_Material provided_
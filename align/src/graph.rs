use std::collections::HashMap;

use panorama_correlate::CorrelationResult;
use panorama_types::alignment::AlignmentEdge;
use panorama_types::frame::FrameId;

/// Synthetic overlap weight given to "forced" neighbor-filler edges
/// (§4.6: "half-image overlap weight").
pub const FORCED_OVERLAP_WEIGHT: f64 = 0.5;

/// Fraction of each node's outgoing edges flagged as quartile outliers on
/// each tail of the sorted-by-`d_phi` list (§4.6: "lowest and highest
/// 25%").
const QUARTILE_FRACTION: f64 = 0.25;

/// Weighted graph of pairwise rotational differences between frames
/// (§4.6). Every registered correlation inserts a symmetric pair of
/// edges; the graph never stores back-pointers, only `(from, to)` pairs.
#[derive(Debug, Default)]
pub struct AlignmentGraph {
    edges: Vec<AlignmentEdge>,
}

impl AlignmentGraph {
    pub fn new() -> Self {
        Self::default()
    }

    pub fn edges(&self) -> &[AlignmentEdge] {
        &self.edges
    }

    /// Registers a successful or rejected pairwise correlation between
    /// `from` and `to` as a symmetric edge pair (§3).
    pub fn insert_correlation(&mut self, from: FrameId, to: FrameId, result: &CorrelationResult) {
        let (d_phi, d_theta) = result.angular_offset;
        let (dx, dy) = (result.pixel_offset.0 as f64, result.pixel_offset.1 as f64);
        let pair = AlignmentEdge::symmetric_pair(
            from,
            to,
            d_phi,
            d_theta,
            dx,
            dy,
            result.overlap_pixels as f64,
            result.valid,
            result.reject_reason,
        );
        self.edges.extend(pair);
    }

    /// Inserts a synthetic neighbor-filler edge pair for a pair whose
    /// correlation failed but is within graph distance 3 (§4.6, glossary
    /// "Forced edge").
    pub fn insert_forced(&mut self, from: FrameId, to: FrameId) {
        let forward = AlignmentEdge::forced(from, to, FORCED_OVERLAP_WEIGHT);
        let backward = AlignmentEdge::forced(to, from, FORCED_OVERLAP_WEIGHT);
        self.edges.push(forward);
        self.edges.push(backward);
    }

    /// For each node's outgoing, non-forced, valid edges, sorts by
    /// `d_phi` and flags the lowest/highest 25% as quartile outliers
    /// (§4.6: "excluded from the system but kept for reporting").
    pub fn flag_quartile_outliers(&mut self) {
        let mut by_from: HashMap<FrameId, Vec<usize>> = HashMap::new();
        for (idx, edge) in self.edges.iter().enumerate() {
            if edge.valid && !edge.forced {
                by_from.entry(edge.from).or_default().push(idx);
            }
        }
        for indices in by_from.values() {
            let mut sorted = indices.clone();
            sorted.sort_by(|&a, &b| {
                self.edges[a]
                    .d_phi
                    .partial_cmp(&self.edges[b].d_phi)
                    .unwrap()
            });
            let cut = ((sorted.len() as f64) * QUARTILE_FRACTION).floor() as usize;
            for &idx in sorted.iter().take(cut) {
                self.edges[idx].quartile = true;
            }
            for &idx in sorted.iter().rev().take(cut) {
                self.edges[idx].quartile = true;
            }
        }
    }

    /// The distinct frame ids present as either endpoint of any edge.
    pub fn frame_ids(&self) -> Vec<FrameId> {
        let mut ids: Vec<FrameId> = self
            .edges
            .iter()
            .flat_map(|e| [e.from, e.to])
            .collect::<std::collections::HashSet<_>>()
            .into_iter()
            .collect();
        ids.sort_unstable();
        ids
    }
}

#[cfg(test)]
mod tests {
    use super::*;
    use panorama_types::alignment::RejectReason;

    fn ok_result(d_phi: f64) -> CorrelationResult {
        CorrelationResult {
            valid: true,
            pixel_offset: (2, 0),
            angular_offset: (d_phi, 0.0),
            overlap_pixels: 400,
            correlation_variance: 3.0,
            reject_reason: RejectReason::None,
        }
    }

    #[test]
    fn insert_correlation_adds_symmetric_pair() {
        let mut graph = AlignmentGraph::new();
        graph.insert_correlation(1, 2, &ok_result(0.01));
        assert_eq!(graph.edges().len(), 2);
        assert_eq!(graph.edges()[0].d_phi, 0.01);
        assert_eq!(graph.edges()[1].d_phi, -0.01);
    }

    #[test]
    fn quartile_flags_extremes_of_sorted_outgoing_edges() {
        let mut graph = AlignmentGraph::new();
        for (to, d_phi) in [(2, -0.5), (3, -0.01), (4, 0.0), (5, 0.01), (6, 0.5)] {
            graph.insert_correlation(1, to, &ok_result(d_phi));
        }
        graph.flag_quartile_outliers();
        let outgoing: Vec<&AlignmentEdge> = graph.edges().iter().filter(|e| e.from == 1).collect();
        assert!(outgoing.iter().find(|e| e.to == 2).unwrap().quartile);
        assert!(outgoing.iter().find(|e| e.to == 6).unwrap().quartile);
        assert!(!outgoing.iter().find(|e| e.to == 4).unwrap().quartile);
    }

    #[test]
    fn forced_edges_excluded_from_quartile_flagging() {
        let mut graph = AlignmentGraph::new();
        graph.insert_forced(1, 2);
        graph.flag_quartile_outliers();
        assert!(!graph.edges()[0].quartile);
    }
}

_Task prompt_
Lines that contain "between" should be pulled from the entries above and reported.

_Result for this exercise_
/// Weighted graph of pairwise rotational differences between frames
    /// Registers a successful or rejected pairwise correlation between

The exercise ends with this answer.